Читать «Нагрудный знак «OST» (сборник)» онлайн - страница 315

Виталий Николаевич Сёмин

Было и одиночество. Время разводило людей, рождало подозрительность. Сёмин приходит к неплохим людям потолковать, больше всего о литературе. Эти люди тоже профессионально занимаются литературой, но они имеют должности. «В комнате, куда я прихожу, нас трое, а кажется, что пятнадцать. Стараюсь сосредоточиться на одном лице, а вижу несколько, есть в комнате еще кто-то, кроме троих, и все это чувствуют. И множатся значения простых слов, говорят „да“, слышится „нет“. И уже нет слов, которые не отбрасывали бы страшную тень».

Он был непритязательным человеком: были бы сносные условия для работы. В 1971 году редакция «Нового мира» предложила ему командировку на КамАЗ. Письма его оттуда полны самого живого интереса к работе. Он живет в холодной гостиничной комнате, спит одетым, рядом – сменяющие друг друга соседи. Ни одной жалобной ноты в его письмах нет. Это, может, самые счастливые его письма. Пишет, какой интересный сосед-химик попался, какие замечательные были ночные разговоры: «Не спали до двух ночи – он рассказывал, право, ты удивишься, но из-за этих вечеров… стоило лететь на КамАЗ… Остальные были не так интересны, но и у них было что-то свое». Удивляется поступку соседей, возвратившихся в Москву из-за трудностей быта: «Того нет, этого. Плохо принимают, не обеспечивают. Поверите ли, я их не очень понимал».

«Нагрудный знак…» Виталий Сёмин называл книгой, о которой он точно знал, что должен ее написать. Многократные подходы к ней на протяжении всей творческой жизни, как я уже отмечала, обрывались. Вот рабочая запись начала семидесятых. «Написать все как было. Как было давно.
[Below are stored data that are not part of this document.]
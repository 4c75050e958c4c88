use std::env;
use std::str::FromStr;

use bigdecimal::BigDecimal;
use chrono::Duration;

use crate::application::floor_service::DEFAULT_SEATING_MINUTES;
use crate::domain::fulfillment::OrderType;
use crate::domain::order::default_tax_rate;
use crate::errors::AppError;

/// Venue settings read from the environment. `kitchen_minutes` is the
/// estimate given to dine-in tickets.
#[derive(Debug, Clone, PartialEq)]
pub struct PosConfig {
    pub tax_rate: BigDecimal,
    pub seating_minutes: i64,
    pub kitchen_minutes: i64,
}

impl Default for PosConfig {
    fn default() -> Self {
        Self {
            tax_rate: default_tax_rate(),
            seating_minutes: DEFAULT_SEATING_MINUTES,
            kitchen_minutes: OrderType::DineIn.default_estimate_minutes(),
        }
    }
}

impl PosConfig {
    /// Loads `.env` if present, then reads `POS_TAX_RATE`,
    /// `POS_SEATING_MINUTES` and `POS_KITCHEN_MINUTES`.
    pub fn from_env() -> Result<Self, AppError> {
        dotenvy::dotenv().ok();
        Self::from_lookup(|key| env::var(key).ok())
    }

    pub fn from_lookup<F>(lookup: F) -> Result<Self, AppError>
    where
        F: Fn(&str) -> Option<String>,
    {
        let defaults = Self::default();

        let tax_rate = match lookup("POS_TAX_RATE") {
            Some(raw) => {
                let rate = BigDecimal::from_str(raw.trim()).map_err(|e| {
                    AppError::Config(format!("POS_TAX_RATE '{}' is not a decimal: {}", raw, e))
                })?;
                if rate < BigDecimal::from(0) || rate > BigDecimal::from(1) {
                    return Err(AppError::Config(format!(
                        "POS_TAX_RATE must be between 0 and 1, got {}",
                        rate
                    )));
                }
                rate
            }
            None => defaults.tax_rate,
        };

        Ok(Self {
            tax_rate,
            seating_minutes: minutes(&lookup, "POS_SEATING_MINUTES", defaults.seating_minutes)?,
            kitchen_minutes: minutes(&lookup, "POS_KITCHEN_MINUTES", defaults.kitchen_minutes)?,
        })
    }

    pub fn seating_duration(&self) -> Duration {
        Duration::minutes(self.seating_minutes)
    }
}

fn minutes<F>(lookup: &F, key: &str, default: i64) -> Result<i64, AppError>
where
    F: Fn(&str) -> Option<String>,
{
    let Some(raw) = lookup(key) else {
        return Ok(default);
    };
    match raw.trim().parse::<i64>() {
        Ok(value) if value > 0 => Ok(value),
        _ => Err(AppError::Config(format!(
            "{} must be a positive number of minutes, got '{}'",
            key, raw
        ))),
    }
}
use std::fmt;

use serde::{Deserialize, Serialize};

use super::errors::DomainError;

#[derive(Debug, Clone, Copy, PartialEq, Eq, Hash, Serialize, Deserialize)]
#[serde(rename_all = "kebab-case")]
pub enum OrderType {
    DineIn,
    Takeout,
    Delivery,
}

impl OrderType {
    /// Kitchen estimate used when the order does not set its own.
    pub fn default_estimate_minutes(self) -> i64 {
        match self {
            OrderType::DineIn => 20,
            OrderType::Takeout => 15,
            OrderType::Delivery => 35,
        }
    }
}

impl fmt::Display for OrderType {
    fn fmt(&self, f: &mut fmt::Formatter<'_>) -> fmt::Result {
        f.write_str(match self {
            OrderType::DineIn => "dine-in",
            OrderType::Takeout => "takeout",
            OrderType::Delivery => "delivery",
        })
    }
}

/// How an order reaches the customer, and who to hand it to.
///
/// Dine-in orders name a table; takeout needs a name and phone number;
/// delivery also needs an address.
#[derive(Debug, Clone, PartialEq, Eq, Serialize, Deserialize)]
pub struct Fulfillment {
    pub order_type: OrderType,
    pub table_number: Option<u32>,
    pub customer_name: Option<String>,
    pub phone_number: Option<String>,
    pub delivery_address: Option<String>,
    pub special_instructions: Option<String>,
    pub estimated_minutes: i64,
}

fn required(field: &'static str, value: &str) -> Result<String, DomainError> {
    let value = value.trim();
    if value.is_empty() {
        return Err(DomainError::MissingCustomerDetail(field));
    }
    Ok(value.to_string())
}

impl Fulfillment {
    pub fn dine_in(table_number: u32) -> Self {
        Self {
            order_type: OrderType::DineIn,
            table_number: Some(table_number),
            customer_name: None,
            phone_number: None,
            delivery_address: None,
            special_instructions: None,
            estimated_minutes: OrderType::DineIn.default_estimate_minutes(),
        }
    }

    pub fn takeout(customer_name: &str, phone_number: &str) -> Result<Self, DomainError> {
        Ok(Self {
            order_type: OrderType::Takeout,
            table_number: None,
            customer_name: Some(required("customer name", customer_name)?),
            phone_number: Some(required("phone number", phone_number)?),
            delivery_address: None,
            special_instructions: None,
            estimated_minutes: OrderType::Takeout.default_estimate_minutes(),
        })
    }

    pub fn delivery(
        customer_name: &str,
        phone_number: &str,
        delivery_address: &str,
    ) -> Result<Self, DomainError> {
        Ok(Self {
            order_type: OrderType::Delivery,
            table_number: None,
            customer_name: Some(required("customer name", customer_name)?),
            phone_number: Some(required("phone number", phone_number)?),
            delivery_address: Some(required("delivery address", delivery_address)?),
            special_instructions: None,
            estimated_minutes: OrderType::Delivery.default_estimate_minutes(),
        })
    }

    pub fn with_estimate(mut self, minutes: i64) -> Self {
        self.estimated_minutes = minutes;
        self
    }

    pub fn with_instructions(mut self, text: &str) -> Self {
        let text = text.trim();
        self.special_instructions = (!text.is_empty()).then(|| text.to_string());
        self
    }
}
В детстве. Чудовищно трудная задача. Я сотни раз пытался написать о детстве, о Германии, но писал, хотя и не уклонялся от фактической правды, только то, что я сейчас думаю об этом. А ночью этой проснулся от ночного беспокойства, страха и почувствовал, что „оковы тяжкие“ пали и все существо мое беззащитно, как в детстве, для впечатлений, для воспоминаний. Вот этой беззащитности мне все время и не хватало. И я вспомнил самое главное: себя маленького в том страшном и огромном мире. И вспомнил запахи так, как они тогда настигали меня, и страхи мои, и надежды, и мою потребность в защите, любви, которая голодом, страшным неудовлетворенным голодом терзала меня все эти три лагерных года.

Нет, конечно, если бы вскочил с кровати, схватил ручку и стал бы записывать свои ощущения, я бы не много записал. Между моим ночным видением и словом расстояние огромное. Но все же это ощущение и не совсем пропало».

Л. Лавлинский вспоминал, что он как-то пожаловался Виталию на отсутствие памяти на детали, на ее слабость. «Ты просто не пытался насиловать свою память», – ответил тогда Сёмин. От этого «насилия» шла и активная работа воображения.

С начала семидесятых Сёмин работает в основном над «Нагрудным знаком…». Первая редакция романа (он назывался тогда «Право на жизнь») была отправлена в «Новый мир» в 1973 году. Вопрос о печатании решался долго, а работа над романом продолжалась. Досылались страницы. В редакции журнала давно не было А. Твардовского, поменялись сотрудники. Сгущался идеологический туман. Роман о немецком лагере, о растленном фашистской идеологией народе вызывал, как тогда говорили, нежелательные аллюзии.